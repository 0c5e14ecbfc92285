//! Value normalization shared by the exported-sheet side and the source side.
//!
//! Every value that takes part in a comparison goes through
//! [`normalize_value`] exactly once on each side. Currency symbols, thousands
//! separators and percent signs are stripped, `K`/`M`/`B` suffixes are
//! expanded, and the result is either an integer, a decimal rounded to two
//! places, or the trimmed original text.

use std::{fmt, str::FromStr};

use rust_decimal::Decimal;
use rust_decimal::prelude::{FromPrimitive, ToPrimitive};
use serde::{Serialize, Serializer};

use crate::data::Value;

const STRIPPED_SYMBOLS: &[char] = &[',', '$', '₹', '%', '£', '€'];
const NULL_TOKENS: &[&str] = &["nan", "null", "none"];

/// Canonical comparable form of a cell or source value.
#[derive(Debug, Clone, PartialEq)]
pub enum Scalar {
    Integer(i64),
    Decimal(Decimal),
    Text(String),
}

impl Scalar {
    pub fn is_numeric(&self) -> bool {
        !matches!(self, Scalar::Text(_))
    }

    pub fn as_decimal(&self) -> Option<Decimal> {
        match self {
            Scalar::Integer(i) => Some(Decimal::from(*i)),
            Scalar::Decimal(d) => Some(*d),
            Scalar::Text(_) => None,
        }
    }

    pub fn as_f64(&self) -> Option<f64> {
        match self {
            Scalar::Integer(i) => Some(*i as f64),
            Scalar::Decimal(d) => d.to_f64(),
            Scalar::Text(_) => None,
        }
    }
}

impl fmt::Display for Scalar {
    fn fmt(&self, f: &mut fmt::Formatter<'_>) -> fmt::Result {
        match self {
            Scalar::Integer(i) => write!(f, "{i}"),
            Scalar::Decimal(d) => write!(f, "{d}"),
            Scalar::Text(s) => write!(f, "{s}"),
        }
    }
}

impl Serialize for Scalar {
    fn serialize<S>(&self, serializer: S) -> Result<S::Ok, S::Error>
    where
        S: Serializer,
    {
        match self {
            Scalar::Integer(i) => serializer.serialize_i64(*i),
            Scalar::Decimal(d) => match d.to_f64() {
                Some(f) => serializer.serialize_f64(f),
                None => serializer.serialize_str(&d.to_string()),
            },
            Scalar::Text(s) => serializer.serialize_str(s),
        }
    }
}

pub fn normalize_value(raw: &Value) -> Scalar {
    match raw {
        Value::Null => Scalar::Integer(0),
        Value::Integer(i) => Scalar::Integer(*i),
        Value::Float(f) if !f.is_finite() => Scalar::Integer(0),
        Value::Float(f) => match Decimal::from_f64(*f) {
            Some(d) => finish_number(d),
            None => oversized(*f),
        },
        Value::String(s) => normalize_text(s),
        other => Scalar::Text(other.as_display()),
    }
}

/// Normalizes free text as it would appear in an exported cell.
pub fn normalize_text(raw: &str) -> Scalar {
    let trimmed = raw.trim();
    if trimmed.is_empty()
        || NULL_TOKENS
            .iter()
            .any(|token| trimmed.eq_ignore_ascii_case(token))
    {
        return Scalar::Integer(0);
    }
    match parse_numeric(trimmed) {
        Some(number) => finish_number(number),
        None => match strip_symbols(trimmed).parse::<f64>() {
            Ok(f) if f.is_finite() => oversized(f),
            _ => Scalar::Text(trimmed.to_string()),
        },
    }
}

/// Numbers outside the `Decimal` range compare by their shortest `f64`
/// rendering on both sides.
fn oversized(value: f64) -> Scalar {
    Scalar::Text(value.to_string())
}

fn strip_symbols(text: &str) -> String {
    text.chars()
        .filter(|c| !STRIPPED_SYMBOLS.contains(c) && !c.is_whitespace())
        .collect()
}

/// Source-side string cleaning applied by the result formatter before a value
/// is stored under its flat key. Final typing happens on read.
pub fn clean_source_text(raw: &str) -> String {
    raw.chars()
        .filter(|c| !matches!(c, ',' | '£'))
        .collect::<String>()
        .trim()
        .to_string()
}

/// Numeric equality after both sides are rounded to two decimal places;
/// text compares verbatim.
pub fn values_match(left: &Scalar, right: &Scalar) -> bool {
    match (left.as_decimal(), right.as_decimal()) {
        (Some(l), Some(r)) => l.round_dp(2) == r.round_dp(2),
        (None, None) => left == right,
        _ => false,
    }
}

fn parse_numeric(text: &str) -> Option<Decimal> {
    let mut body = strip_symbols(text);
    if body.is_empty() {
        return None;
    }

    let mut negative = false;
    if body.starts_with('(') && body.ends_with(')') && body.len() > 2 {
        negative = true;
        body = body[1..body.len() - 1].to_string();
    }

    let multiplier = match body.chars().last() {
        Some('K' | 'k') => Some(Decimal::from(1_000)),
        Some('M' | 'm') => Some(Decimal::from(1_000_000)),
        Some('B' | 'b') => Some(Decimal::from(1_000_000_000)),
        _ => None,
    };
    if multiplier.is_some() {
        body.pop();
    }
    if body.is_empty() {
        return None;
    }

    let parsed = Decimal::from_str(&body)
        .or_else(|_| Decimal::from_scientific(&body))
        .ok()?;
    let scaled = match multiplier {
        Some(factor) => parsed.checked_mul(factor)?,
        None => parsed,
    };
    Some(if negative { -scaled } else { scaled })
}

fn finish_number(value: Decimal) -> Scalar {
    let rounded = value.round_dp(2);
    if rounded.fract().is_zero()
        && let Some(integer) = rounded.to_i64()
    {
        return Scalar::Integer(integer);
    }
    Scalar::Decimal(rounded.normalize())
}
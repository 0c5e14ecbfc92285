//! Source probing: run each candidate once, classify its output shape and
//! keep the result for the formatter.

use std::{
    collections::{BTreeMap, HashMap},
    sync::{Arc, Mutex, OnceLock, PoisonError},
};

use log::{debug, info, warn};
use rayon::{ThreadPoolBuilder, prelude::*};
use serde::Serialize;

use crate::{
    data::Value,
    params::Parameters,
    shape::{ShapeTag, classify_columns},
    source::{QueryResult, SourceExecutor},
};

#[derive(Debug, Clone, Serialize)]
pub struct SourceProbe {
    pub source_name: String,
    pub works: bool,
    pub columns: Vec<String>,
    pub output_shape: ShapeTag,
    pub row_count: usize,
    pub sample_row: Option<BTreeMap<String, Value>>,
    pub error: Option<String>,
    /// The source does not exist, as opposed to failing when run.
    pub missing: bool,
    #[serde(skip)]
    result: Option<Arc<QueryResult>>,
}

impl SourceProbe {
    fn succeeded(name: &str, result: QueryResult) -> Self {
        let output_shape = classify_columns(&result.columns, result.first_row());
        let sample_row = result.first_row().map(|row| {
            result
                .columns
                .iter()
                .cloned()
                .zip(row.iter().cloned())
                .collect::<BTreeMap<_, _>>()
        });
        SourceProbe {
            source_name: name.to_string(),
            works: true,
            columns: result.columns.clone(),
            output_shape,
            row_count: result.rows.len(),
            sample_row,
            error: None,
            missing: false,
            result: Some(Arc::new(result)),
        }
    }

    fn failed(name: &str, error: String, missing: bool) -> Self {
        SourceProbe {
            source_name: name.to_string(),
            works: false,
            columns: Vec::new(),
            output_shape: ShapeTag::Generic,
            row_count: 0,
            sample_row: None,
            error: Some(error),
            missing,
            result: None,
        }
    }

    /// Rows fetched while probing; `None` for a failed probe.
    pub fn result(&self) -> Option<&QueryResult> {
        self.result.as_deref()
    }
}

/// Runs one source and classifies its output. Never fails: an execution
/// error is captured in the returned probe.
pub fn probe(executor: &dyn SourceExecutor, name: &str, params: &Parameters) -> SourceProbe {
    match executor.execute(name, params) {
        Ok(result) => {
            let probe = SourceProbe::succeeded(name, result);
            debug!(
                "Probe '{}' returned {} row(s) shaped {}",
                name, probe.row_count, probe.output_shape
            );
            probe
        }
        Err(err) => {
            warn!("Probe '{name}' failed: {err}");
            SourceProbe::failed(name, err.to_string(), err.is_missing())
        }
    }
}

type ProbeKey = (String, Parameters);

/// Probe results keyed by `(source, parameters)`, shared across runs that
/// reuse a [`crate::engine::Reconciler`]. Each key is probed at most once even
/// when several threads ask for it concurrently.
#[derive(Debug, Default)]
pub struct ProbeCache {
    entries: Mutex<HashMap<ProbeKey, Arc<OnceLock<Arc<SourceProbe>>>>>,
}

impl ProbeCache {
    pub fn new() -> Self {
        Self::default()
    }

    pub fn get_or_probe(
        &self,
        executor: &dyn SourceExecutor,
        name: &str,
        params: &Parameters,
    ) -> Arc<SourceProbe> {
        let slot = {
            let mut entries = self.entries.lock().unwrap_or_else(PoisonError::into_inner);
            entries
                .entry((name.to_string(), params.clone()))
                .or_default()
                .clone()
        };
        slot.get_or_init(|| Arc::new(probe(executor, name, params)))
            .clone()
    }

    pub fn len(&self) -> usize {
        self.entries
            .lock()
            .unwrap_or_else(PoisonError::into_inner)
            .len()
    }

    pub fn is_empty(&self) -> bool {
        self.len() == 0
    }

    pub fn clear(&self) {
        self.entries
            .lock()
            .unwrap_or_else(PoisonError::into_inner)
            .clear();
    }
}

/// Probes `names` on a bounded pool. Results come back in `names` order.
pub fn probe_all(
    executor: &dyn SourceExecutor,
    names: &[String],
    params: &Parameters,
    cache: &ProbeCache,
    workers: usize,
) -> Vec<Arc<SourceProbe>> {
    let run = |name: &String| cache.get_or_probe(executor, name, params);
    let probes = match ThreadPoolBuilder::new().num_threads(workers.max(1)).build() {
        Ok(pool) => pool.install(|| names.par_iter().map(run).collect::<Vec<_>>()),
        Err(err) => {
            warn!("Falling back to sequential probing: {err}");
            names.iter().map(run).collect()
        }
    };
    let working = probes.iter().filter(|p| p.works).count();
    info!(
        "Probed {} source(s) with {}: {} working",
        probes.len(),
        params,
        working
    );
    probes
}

————————

• [EXERCISE DETAILS] Consider the entries above and return each line with the string "const".

• [EXERCISE RESPONSE]
const STRIPPED_SYMBOLS: &[char] = &[',', '$', '₹', '%', '£', '€'];
const NULL_TOKENS: &[&str] = &["nan", "null", "none"];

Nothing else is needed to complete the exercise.